**Task to complete:**
Out of the data below, copy every line with the string "wire".
-- Records for this task follows --
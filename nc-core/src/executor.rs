//! Command executor (C5): interprets decrypted inbound commands and
//! produces response envelopes. Unknown commands are silently ignored.

use crate::error::{NcError, Result};
use crate::model::{CommandEnvelope, CommandResult, Element, Kind};
use crate::ports::Db;
use base64::{engine::general_purpose::STANDARD, Engine as _};
use serde_json::json;

/// Normalizes stats keys from their wire (string) form to the canonical
/// form `Db::update_status` expects. Values pass through unchanged.
///
/// The source keeps stats keys as interned symbols; since Rust has no
/// direct analogue, canonical form here is lower-snake-case with spaces
/// and hyphens folded to underscores — the one normalization rule that
/// recovers a stable, symbol-like key from arbitrary wire input.
pub fn normalize_stats(stats: &serde_json::Value) -> serde_json::Value {
    let Some(map) = stats.as_object() else {
        return stats.clone();
    };
    let normalized: serde_json::Map<String, serde_json::Value> = map
        .iter()
        .map(|(k, v)| {
            let canonical = k.trim().to_lowercase().replace([' ', '-'], "_");
            (canonical, v.clone())
        })
        .collect();
    serde_json::Value::Object(normalized)
}

/// Executes a normalized batch of decrypted commands against `element`,
/// producing one response entry per recognized command, in input order.
pub async fn execute(
    db: &dyn Db,
    element: &Element,
    forwarded_for: Option<&str>,
    commands: &[CommandEnvelope],
) -> Result<Vec<CommandResult>> {
    let mut results = Vec::with_capacity(commands.len());
    for cmd in commands {
        if let Some(result) = execute_one(db, element, forwarded_for, cmd).await? {
            results.push(result);
        }
    }
    Ok(results)
}

async fn execute_one(
    db: &dyn Db,
    element: &Element,
    forwarded_for: Option<&str>,
    cmd: &CommandEnvelope,
) -> Result<Option<CommandResult>> {
    match cmd.command.as_str() {
        "STATUS" => Ok(Some(status(db, element, forwarded_for, cmd).await?)),
        "LOG" => Ok(Some(log(db, element, cmd).await?)),
        "CONFIG_REQUEST" => Ok(Some(config_request(db, element).await?)),
        "UPGRADE_REQUEST" => Ok(Some(upgrade_request(db, element).await?)),
        _ => Ok(None),
    }
}

async fn status(
    db: &dyn Db,
    element: &Element,
    forwarded_for: Option<&str>,
    cmd: &CommandEnvelope,
) -> Result<CommandResult> {
    let status = str_param(cmd, "status").unwrap_or_default();
    let msg = str_param(cmd, "msg").unwrap_or_default();
    let version = str_param(cmd, "version").unwrap_or_default();
    let stats = cmd
        .param("stats")
        .cloned()
        .map(|s| normalize_stats(&s))
        .unwrap_or_else(|| json!({}));

    let name_tag = element.kind.display_tag(&element.name);
    let address = match element.kind {
        Kind::Anonymizer => element.address.clone().unwrap_or_default(),
        Kind::Injector => forwarded_for.unwrap_or_default().to_string(),
    };
    let kind_tag = match element.kind {
        Kind::Anonymizer => "anonymizer",
        Kind::Injector => "injector",
    };

    db.update_status(&name_tag, &address, &status, &msg, stats, kind_tag, &version)
        .await
        .map_err(|e| NcError::Exec(e.to_string()))?;

    match element.kind {
        Kind::Anonymizer => db.update_collector_version(&element.id.0, &version).await,
        Kind::Injector => db.update_injector_version(&element.id.0, &version).await,
    }
    .map_err(|e| NcError::Exec(e.to_string()))?;

    Ok(CommandResult {
        command: "STATUS".into(),
        result: json!({ "status": "OK" }),
    })
}

async fn log(db: &dyn Db, element: &Element, cmd: &CommandEnvelope) -> Result<CommandResult> {
    let time = cmd
        .param("time")
        .and_then(|v| v.as_i64())
        .unwrap_or_default();
    let log_type = str_param(cmd, "type").unwrap_or_default();
    let desc = str_param(cmd, "desc").unwrap_or_default();

    let call = match element.kind {
        Kind::Anonymizer => db.collector_add_log(&element.id.0, time, &log_type, &desc),
        Kind::Injector => db.injector_add_log(&element.id.0, time, &log_type, &desc),
    };
    call.await.map_err(|e| NcError::Exec(e.to_string()))?;

    Ok(CommandResult {
        command: "LOG".into(),
        result: json!({ "status": "OK" }),
    })
}

async fn config_request(db: &dyn Db, element: &Element) -> Result<CommandResult> {
    let content = db
        .injector_config(&element.id.0)
        .await
        .map_err(|e| NcError::Exec(e.to_string()))?;

    let result = match content {
        Some(bytes) => json!({
            "status": "OK",
            "msg": { "type": "rules", "body": STANDARD.encode(bytes) }
        }),
        None => json!({ "status": "ERROR", "msg": "No new config" }),
    };

    Ok(CommandResult {
        command: "CONFIG_REQUEST".into(),
        result,
    })
}

async fn upgrade_request(db: &dyn Db, element: &Element) -> Result<CommandResult> {
    let content = db
        .injector_upgrade(&element.id.0)
        .await
        .map_err(|e| NcError::Exec(e.to_string()))?;

    let result = match content {
        Some(bytes) => json!({
            "status": "OK",
            "msg": { "body": STANDARD.encode(bytes) }
        }),
        None => json!({ "status": "ERROR", "msg": "No new config" }),
    };

    Ok(CommandResult {
        command: "UPGRADE_REQUEST".into(),
        result,
    })
}

fn str_param(cmd: &CommandEnvelope, key: &str) -> Option<String> {
    cmd.param(key).and_then(|v| v.as_str()).map(String::from)
}

/// Builds the `{command: STATUS, result: {status: ERROR, msg}}` fallback
/// entry the HTTP layer substitutes for the whole response list on an
/// uncaught failure (§4.5).
pub fn error_fallback(err: &NcError) -> Vec<CommandResult> {
    vec![CommandResult {
        command: "STATUS".into(),
        result: json!({ "status": "ERROR", "msg": err.to_string() }),
    }]
}

#[cfg(test)]
mod tests {
    use super::*;
    use crate::mock::{DbCall, MockDb};
    use crate::model::ElementId;

    fn anonymizer() -> Element {
        Element {
            id: ElementId("a1".into()),
            name: "alpha".into(),
            kind: Kind::Anonymizer,
            cookie: "abc".into(),
            key: [1u8; 32],
            address: Some("10.0.0.1".into()),
            port: Some(9000),
            instance: "local".into(),
            next: vec![],
        }
    }

    fn injector() -> Element {
        Element {
            id: ElementId("i1".into()),
            name: "inj".into(),
            kind: Kind::Injector,
            cookie: "xyz".into(),
            key: [2u8; 32],
            address: None,
            port: None,
            instance: "n/a".into(),
            next: vec![],
        }
    }

    #[tokio::test]
    async fn status_for_anonymizer_updates_db_and_replies_ok() {
        let db = MockDb::new(vec![anonymizer()], vec![]);
        let elem = anonymizer();
        let cmd = CommandEnvelope::new("STATUS").with_params(json!({
            "status": "OK", "stats": {"x": 1}, "msg": "up", "version": "2.1"
        }));

        let results = execute(&db, &elem, None, &[cmd]).await.unwrap();
        assert_eq!(results.len(), 1);
        assert_eq!(results[0].command, "STATUS");
        assert_eq!(results[0].result, json!({ "status": "OK" }));

        let calls = db.calls();
        assert!(calls.contains(&DbCall::UpdateStatus {
            name: "RCS::ANON::alpha".into(),
            address: "10.0.0.1".into(),
            status: "OK".into(),
            msg: "up".into(),
            stats: json!({"x": 1}),
            kind_tag: "anonymizer".into(),
            version: "2.1".into(),
        }));
        assert!(calls.contains(&DbCall::UpdateCollectorVersion {
            id: "a1".into(),
            version: "2.1".into(),
        }));
    }

    #[tokio::test]
    async fn status_for_injector_uses_forwarded_for_as_address() {
        let db = MockDb::new(vec![], vec![injector()]);
        let elem = injector();
        let cmd = CommandEnvelope::new("STATUS").with_params(json!({
            "status": "OK", "msg": "", "version": "1.0"
        }));

        execute(&db, &elem, Some("203.0.113.5"), &[cmd]).await.unwrap();
        let calls = db.calls();
        assert!(calls.iter().any(|c| matches!(c,
            DbCall::UpdateStatus { name, address, kind_tag, .. }
                if name == "RCS::NI::inj" && address == "203.0.113.5" && kind_tag == "injector"
        )));
    }

    #[tokio::test]
    async fn config_request_with_no_config_returns_error_result() {
        let db = MockDb::new(vec![], vec![injector()]);
        let elem = injector();
        let cmd = CommandEnvelope::new("CONFIG_REQUEST");

        let results = execute(&db, &elem, None, &[cmd]).await.unwrap();
        assert_eq!(
            results[0].result,
            json!({ "status": "ERROR", "msg": "No new config" })
        );
    }

    #[tokio::test]
    async fn config_request_with_config_base64_encodes_body() {
        let db = MockDb::new(vec![], vec![injector()]);
        *db.injector_config_blob.lock().unwrap() = Some(b"rules-bytes".to_vec());
        let elem = injector();
        let cmd = CommandEnvelope::new("CONFIG_REQUEST");

        let results = execute(&db, &elem, None, &[cmd]).await.unwrap();
        let msg = &results[0].result["msg"];
        assert_eq!(msg["type"], "rules");
        assert_eq!(msg["body"], STANDARD.encode(b"rules-bytes"));
    }

    #[tokio::test]
    async fn unknown_command_produces_no_response_entry() {
        let db = MockDb::new(vec![], vec![injector()]);
        let elem = injector();
        let cmd = CommandEnvelope::new("FROBNICATE");

        let results = execute(&db, &elem, None, &[cmd]).await.unwrap();
        assert!(results.is_empty());
    }

    #[tokio::test]
    async fn batch_order_is_preserved_for_recognized_commands() {
        let db = MockDb::new(vec![], vec![injector()]);
        let elem = injector();
        let commands = vec![
            CommandEnvelope::new("LOG").with_params(json!({"time": 1, "type": "t", "desc": "d"})),
            CommandEnvelope::new("UNKNOWN"),
            CommandEnvelope::new("CONFIG_REQUEST"),
        ];

        let results = execute(&db, &elem, None, &commands).await.unwrap();
        assert_eq!(results.len(), 2);
        assert_eq!(results[0].command, "LOG");
        assert_eq!(results[1].command, "CONFIG_REQUEST");
    }

    #[test]
    fn normalize_stats_folds_keys_to_canonical_form() {
        let input = json!({"Request Count": 5, "cpu-load": 0.5, "already_ok": 1});
        let normalized = normalize_stats(&input);
        assert_eq!(normalized["request_count"], 5);
        assert_eq!(normalized["cpu_load"], 0.5);
        assert_eq!(normalized["already_ok"], 1);
    }
}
-- Records for this task concluded --
**Written reply:**
/// Normalizes stats keys from their wire (string) form to the canonical
/// recovers a stable, symbol-like key from arbitrary wire input.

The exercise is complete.